Input for this task –
= = = = = = =

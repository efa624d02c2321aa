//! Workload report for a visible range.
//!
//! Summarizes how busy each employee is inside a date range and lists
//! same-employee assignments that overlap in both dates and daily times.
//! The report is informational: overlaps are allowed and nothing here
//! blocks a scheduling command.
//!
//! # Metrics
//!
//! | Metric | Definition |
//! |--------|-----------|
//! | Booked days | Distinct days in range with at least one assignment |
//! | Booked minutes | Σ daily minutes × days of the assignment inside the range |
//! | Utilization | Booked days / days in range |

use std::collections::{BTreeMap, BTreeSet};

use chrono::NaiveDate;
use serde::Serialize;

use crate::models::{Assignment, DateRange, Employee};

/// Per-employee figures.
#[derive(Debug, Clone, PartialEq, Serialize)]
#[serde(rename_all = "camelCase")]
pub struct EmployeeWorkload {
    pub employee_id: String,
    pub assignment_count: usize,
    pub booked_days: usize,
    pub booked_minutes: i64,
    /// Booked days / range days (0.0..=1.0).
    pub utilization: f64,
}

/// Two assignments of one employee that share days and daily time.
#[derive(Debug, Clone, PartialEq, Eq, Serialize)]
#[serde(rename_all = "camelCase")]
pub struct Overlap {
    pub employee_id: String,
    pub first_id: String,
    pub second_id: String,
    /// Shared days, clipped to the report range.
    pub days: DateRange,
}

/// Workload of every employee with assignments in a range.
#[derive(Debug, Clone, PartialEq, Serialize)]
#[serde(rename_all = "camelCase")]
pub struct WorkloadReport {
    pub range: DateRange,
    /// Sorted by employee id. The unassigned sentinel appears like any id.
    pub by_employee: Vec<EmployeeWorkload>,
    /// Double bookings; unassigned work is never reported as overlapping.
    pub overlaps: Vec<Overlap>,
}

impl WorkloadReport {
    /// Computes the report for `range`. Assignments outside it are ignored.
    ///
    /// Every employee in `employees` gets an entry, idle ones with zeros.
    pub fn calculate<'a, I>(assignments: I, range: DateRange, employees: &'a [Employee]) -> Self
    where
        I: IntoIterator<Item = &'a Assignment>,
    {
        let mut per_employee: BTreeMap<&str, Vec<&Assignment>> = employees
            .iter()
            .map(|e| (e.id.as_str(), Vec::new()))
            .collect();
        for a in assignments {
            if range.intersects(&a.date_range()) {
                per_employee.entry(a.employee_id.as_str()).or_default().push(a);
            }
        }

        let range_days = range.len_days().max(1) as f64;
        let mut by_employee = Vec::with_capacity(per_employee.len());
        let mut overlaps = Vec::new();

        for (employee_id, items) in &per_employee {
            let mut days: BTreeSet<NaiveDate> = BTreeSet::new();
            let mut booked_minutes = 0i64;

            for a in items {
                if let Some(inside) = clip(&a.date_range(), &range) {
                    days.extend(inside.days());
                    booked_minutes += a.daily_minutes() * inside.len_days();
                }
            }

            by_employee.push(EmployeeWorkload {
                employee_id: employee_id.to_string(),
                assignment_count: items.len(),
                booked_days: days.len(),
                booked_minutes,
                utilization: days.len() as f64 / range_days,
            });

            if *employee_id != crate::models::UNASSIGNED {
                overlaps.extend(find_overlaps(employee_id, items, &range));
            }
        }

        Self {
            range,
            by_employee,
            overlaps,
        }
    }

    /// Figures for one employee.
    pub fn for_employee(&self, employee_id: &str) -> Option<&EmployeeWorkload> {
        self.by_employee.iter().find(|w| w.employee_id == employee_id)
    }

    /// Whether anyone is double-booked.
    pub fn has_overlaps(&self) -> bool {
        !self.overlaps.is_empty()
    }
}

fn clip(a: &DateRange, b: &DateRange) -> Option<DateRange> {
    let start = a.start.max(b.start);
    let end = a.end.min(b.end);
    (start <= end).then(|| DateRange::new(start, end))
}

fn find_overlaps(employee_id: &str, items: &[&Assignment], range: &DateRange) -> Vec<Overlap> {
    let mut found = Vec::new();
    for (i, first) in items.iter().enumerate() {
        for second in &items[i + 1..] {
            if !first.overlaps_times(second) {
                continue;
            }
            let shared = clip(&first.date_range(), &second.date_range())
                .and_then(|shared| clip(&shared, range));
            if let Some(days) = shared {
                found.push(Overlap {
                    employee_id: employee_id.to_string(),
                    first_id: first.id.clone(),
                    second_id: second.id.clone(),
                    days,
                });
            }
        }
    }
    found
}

= = = = = = =

Copy every line of the listing above exactly.

repository efa624d02c2321aa
//! Workload report for a visible range.
//!
//! Summarizes how busy each employee is inside a date range and lists
//! same-employee assignments that overlap in both dates and daily times.
//! The report is informational: overlaps are allowed and nothing here
//! blocks a scheduling command.
//!
//! # Metrics
//!
//! | Metric | Definition |
//! |--------|-----------|
//! | Booked days | Distinct days in range with at least one assignment |
//! | Booked minutes | Σ daily minutes × days of the assignment inside the range |
//! | Utilization | Booked days / days in range |

use std::collections::{BTreeMap, BTreeSet};

use chrono::NaiveDate;
use serde::Serialize;

use crate::models::{Assignment, DateRange, Employee};

/// Per-employee figures.
#[derive(Debug, Clone, PartialEq, Serialize)]
#[serde(rename_all = "camelCase")]
pub struct EmployeeWorkload {
    pub employee_id: String,
    pub assignment_count: usize,
    pub booked_days: usize,
    pub booked_minutes: i64,
    /// Booked days / range days (0.0..=1.0).
    pub utilization: f64,
}

/// Two assignments of one employee that share days and daily time.
#[derive(Debug, Clone, PartialEq, Eq, Serialize)]
#[serde(rename_all = "camelCase")]
pub struct Overlap {
    pub employee_id: String,
    pub first_id: String,
    pub second_id: String,
    /// Shared days, clipped to the report range.
    pub days: DateRange,
}

/// Workload of every employee with assignments in a range.
#[derive(Debug, Clone, PartialEq, Serialize)]
#[serde(rename_all = "camelCase")]
pub struct WorkloadReport {
    pub range: DateRange,
    /// Sorted by employee id. The unassigned sentinel appears like any id.
    pub by_employee: Vec<EmployeeWorkload>,
    /// Double bookings; unassigned work is never reported as overlapping.
    pub overlaps: Vec<Overlap>,
}

impl WorkloadReport {
    /// Computes the report for `range`. Assignments outside it are ignored.
    ///
    /// Every employee in `employees` gets an entry, idle ones with zeros.
    pub fn calculate<'a, I>(assignments: I, range: DateRange, employees: &'a [Employee]) -> Self
    where
        I: IntoIterator<Item = &'a Assignment>,
    {
        let mut per_employee: BTreeMap<&str, Vec<&Assignment>> = employees
            .iter()
            .map(|e| (e.id.as_str(), Vec::new()))
            .collect();
        for a in assignments {
            if range.intersects(&a.date_range()) {
                per_employee.entry(a.employee_id.as_str()).or_default().push(a);
            }
        }

        let range_days = range.len_days().max(1) as f64;
        let mut by_employee = Vec::with_capacity(per_employee.len());
        let mut overlaps = Vec::new();

        for (employee_id, items) in &per_employee {
            let mut days: BTreeSet<NaiveDate> = BTreeSet::new();
            let mut booked_minutes = 0i64;

            for a in items {
                if let Some(inside) = clip(&a.date_range(), &range) {
                    days.extend(inside.days());
                    booked_minutes += a.daily_minutes() * inside.len_days();
                }
            }

            by_employee.push(EmployeeWorkload {
                employee_id: employee_id.to_string(),
                assignment_count: items.len(),
                booked_days: days.len(),
                booked_minutes,
                utilization: days.len() as f64 / range_days,
            });

            if *employee_id != crate::models::UNASSIGNED {
                overlaps.extend(find_overlaps(employee_id, items, &range));
            }
        }

        Self {
            range,
            by_employee,
            overlaps,
        }
    }

    /// Figures for one employee.
    pub fn for_employee(&self, employee_id: &str) -> Option<&EmployeeWorkload> {
        self.by_employee.iter().find(|w| w.employee_id == employee_id)
    }

    /// Whether anyone is double-booked.
    pub fn has_overlaps(&self) -> bool {
        !self.overlaps.is_empty()
    }
}

fn clip(a: &DateRange, b: &DateRange) -> Option<DateRange> {
    let start = a.start.max(b.start);
    let end = a.end.min(b.end);
    (start <= end).then(|| DateRange::new(start, end))
}

fn find_overlaps(employee_id: &str, items: &[&Assignment], range: &DateRange) -> Vec<Overlap> {
    let mut found = Vec::new();
    for (i, first) in items.iter().enumerate() {
        for second in &items[i + 1..] {
            if !first.overlaps_times(second) {
                continue;
            }
            let shared = clip(&first.date_range(), &second.date_range())
                .and_then(|shared| clip(&shared, range));
            if let Some(days) = shared {
                found.push(Overlap {
                    employee_id: employee_id.to_string(),
                    first_id: first.id.clone(),
                    second_id: second.id.clone(),
                    days,
                });
            }
        }
    }
    found
}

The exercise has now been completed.